Aree adatte alla collocazione del Palasport ce ne sono a iosa, sarebbe stato sufficiente anche farlo tra Vignola e Marano che oramai sono sempre più conurbati.
Se non vogliamo togliere la zona ai baracconi, che in effetti come dici comunque non attraggono più certamente il pubblico di un tempo, ci sono tantissime altre zone papabili.
Per quanto riguarda il bilancio partecipato e la singola questione del campo da tennis, nonchè più in generale lo sport, hai ragione *da vendere*, la politica dello sport va completamente rivista e resa effettiva.

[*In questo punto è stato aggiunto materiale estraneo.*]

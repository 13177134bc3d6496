//! Resident byte segments of a single track.
//!
//! Segments are kept disjoint, non-adjacent and ordered by offset: every
//! insert coalesces with whatever it overlaps or touches. A covered range
//! therefore always lies inside exactly one segment, and reads are a
//! zero-copy `Bytes::slice`.

use bytes::{Bytes, BytesMut};
use std::ops::Range;

#[derive(Debug, Clone)]
struct Segment {
    start: u64,
    data: Bytes,
}

impl Segment {
    fn end(&self) -> u64 {
        self.start + self.data.len() as u64
    }
}

/// Ordered set of resident byte ranges with their contents.
#[derive(Debug, Clone, Default)]
pub struct ByteRangeSet {
    segments: Vec<Segment>,
    resident: u64,
}

impl ByteRangeSet {
    pub fn new() -> Self {
        Self::default()
    }

    /// Total resident bytes.
    pub fn resident_bytes(&self) -> u64 {
        self.resident
    }

    pub fn is_empty(&self) -> bool {
        self.segments.is_empty()
    }

    /// Resident ranges in offset order.
    pub fn ranges(&self) -> Vec<Range<u64>> {
        self.segments.iter().map(|s| s.start..s.end()).collect()
    }

    /// Index range of segments that overlap or touch `[start, end)`.
    fn touching(&self, start: u64, end: u64) -> Range<usize> {
        let first = self.segments.partition_point(|s| s.end() < start);
        let last = self.segments.partition_point(|s| s.start <= end);
        first..last.max(first)
    }

    /// Bytes that inserting `[offset, offset + len)` would add.
    pub fn growth(&self, offset: u64, len: u64) -> u64 {
        let end = offset + len;
        let mut covered = 0;
        for segment in &self.segments[self.touching(offset, end)] {
            let lo = segment.start.max(offset);
            let hi = segment.end().min(end);
            covered += hi.saturating_sub(lo);
        }
        len - covered
    }

    /// Merge `data` at `offset`, returning the number of newly resident bytes.
    ///
    /// Track content never changes, so where the new bytes overlap resident
    /// ones the resident copy is kept.
    pub fn insert(&mut self, offset: u64, data: Bytes) -> u64 {
        if data.is_empty() {
            return 0;
        }
        let end = offset + data.len() as u64;
        let span = self.touching(offset, end);

        if span.is_empty() {
            let len = data.len() as u64;
            self.segments.insert(span.start, Segment { start: offset, data });
            self.resident += len;
            return len;
        }

        if span.len() == 1 {
            let existing = &self.segments[span.start];
            if existing.start <= offset && existing.end() >= end {
                return 0;
            }
        }

        let merged_start = offset.min(self.segments[span.start].start);
        let merged_end = end.max(self.segments[span.end - 1].end());
        let mut buffer = BytesMut::zeroed((merged_end - merged_start) as usize);

        let at = (offset - merged_start) as usize;
        buffer[at..at + data.len()].copy_from_slice(&data);

        let mut previously_resident = 0;
        for segment in self.segments.drain(span.clone()) {
            let at = (segment.start - merged_start) as usize;
            buffer[at..at + segment.data.len()].copy_from_slice(&segment.data);
            previously_resident += segment.data.len() as u64;
        }

        let merged_len = merged_end - merged_start;
        self.segments.insert(
            span.start,
            Segment {
                start: merged_start,
                data: buffer.freeze(),
            },
        );
        let added = merged_len - previously_resident;
        self.resident += added;
        added
    }

    fn segment_containing(&self, position: u64) -> Option<&Segment> {
        let idx = self.segments.partition_point(|s| s.start <= position);
        if idx == 0 {
            return None;
        }
        let segment = &self.segments[idx - 1];
        (position < segment.end()).then_some(segment)
    }

    /// Whether `[offset, offset + len)` is fully resident. Empty ranges are
    /// never reported as covered.
    pub fn covers(&self, offset: u64, len: u64) -> bool {
        if len == 0 {
            return false;
        }
        match (self.segment_containing(offset), offset.checked_add(len)) {
            (Some(segment), Some(end)) => segment.end() >= end,
            _ => false,
        }
    }

    /// Bytes of `[offset, offset + len)` if fully resident.
    pub fn read(&self, offset: u64, len: u64) -> Option<Bytes> {
        if !self.covers(offset, len) {
            return None;
        }
        let segment = self.segment_containing(offset)?;
        let from = (offset - segment.start) as usize;
        Some(segment.data.slice(from..from + len as usize))
    }

    /// The resident range containing `position`.
    pub fn span_at(&self, position: u64) -> Option<Range<u64>> {
        self.segment_containing(position).map(|s| s.start..s.end())
    }

    /// Start of the first resident range beginning after `position`.
    pub fn next_start_after(&self, position: u64) -> Option<u64> {
        let idx = self.segments.partition_point(|s| s.start <= position);
        self.segments.get(idx).map(|s| s.start)
    }

    /// Iterate `(offset, bytes)` pairs in offset order.
    pub fn segments(&self) -> impl Iterator<Item = (u64, &Bytes)> + '_ {
        self.segments.iter().map(|s| (s.start, &s.data))
    }
}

Il tennis, in particolare, è uno sport completamente non assistito dall’ente locale, quando invece in Francia ad esempio per farlo uscire dall’alveo elitario di origine e forgiare dei campioni che potessero competere nei tornei internazionali ha commissionato e realizzato in poco tempo 5.000 campi pubblici in tutto in paese. Qui a Vignola ce ne era uno a disposizione dei dipendenti del gruppo Fabbri – una buona fetta di Vignolesi – che è stato però ora smantellato per far posto ad una scultura che non saprei come definire di Giò Pomodoro… Queste sono le cose che fanno piangere!
Anche il problema dei giochi spontanei che vanno scomparendo è una questione da porre e ci tornerò sopra.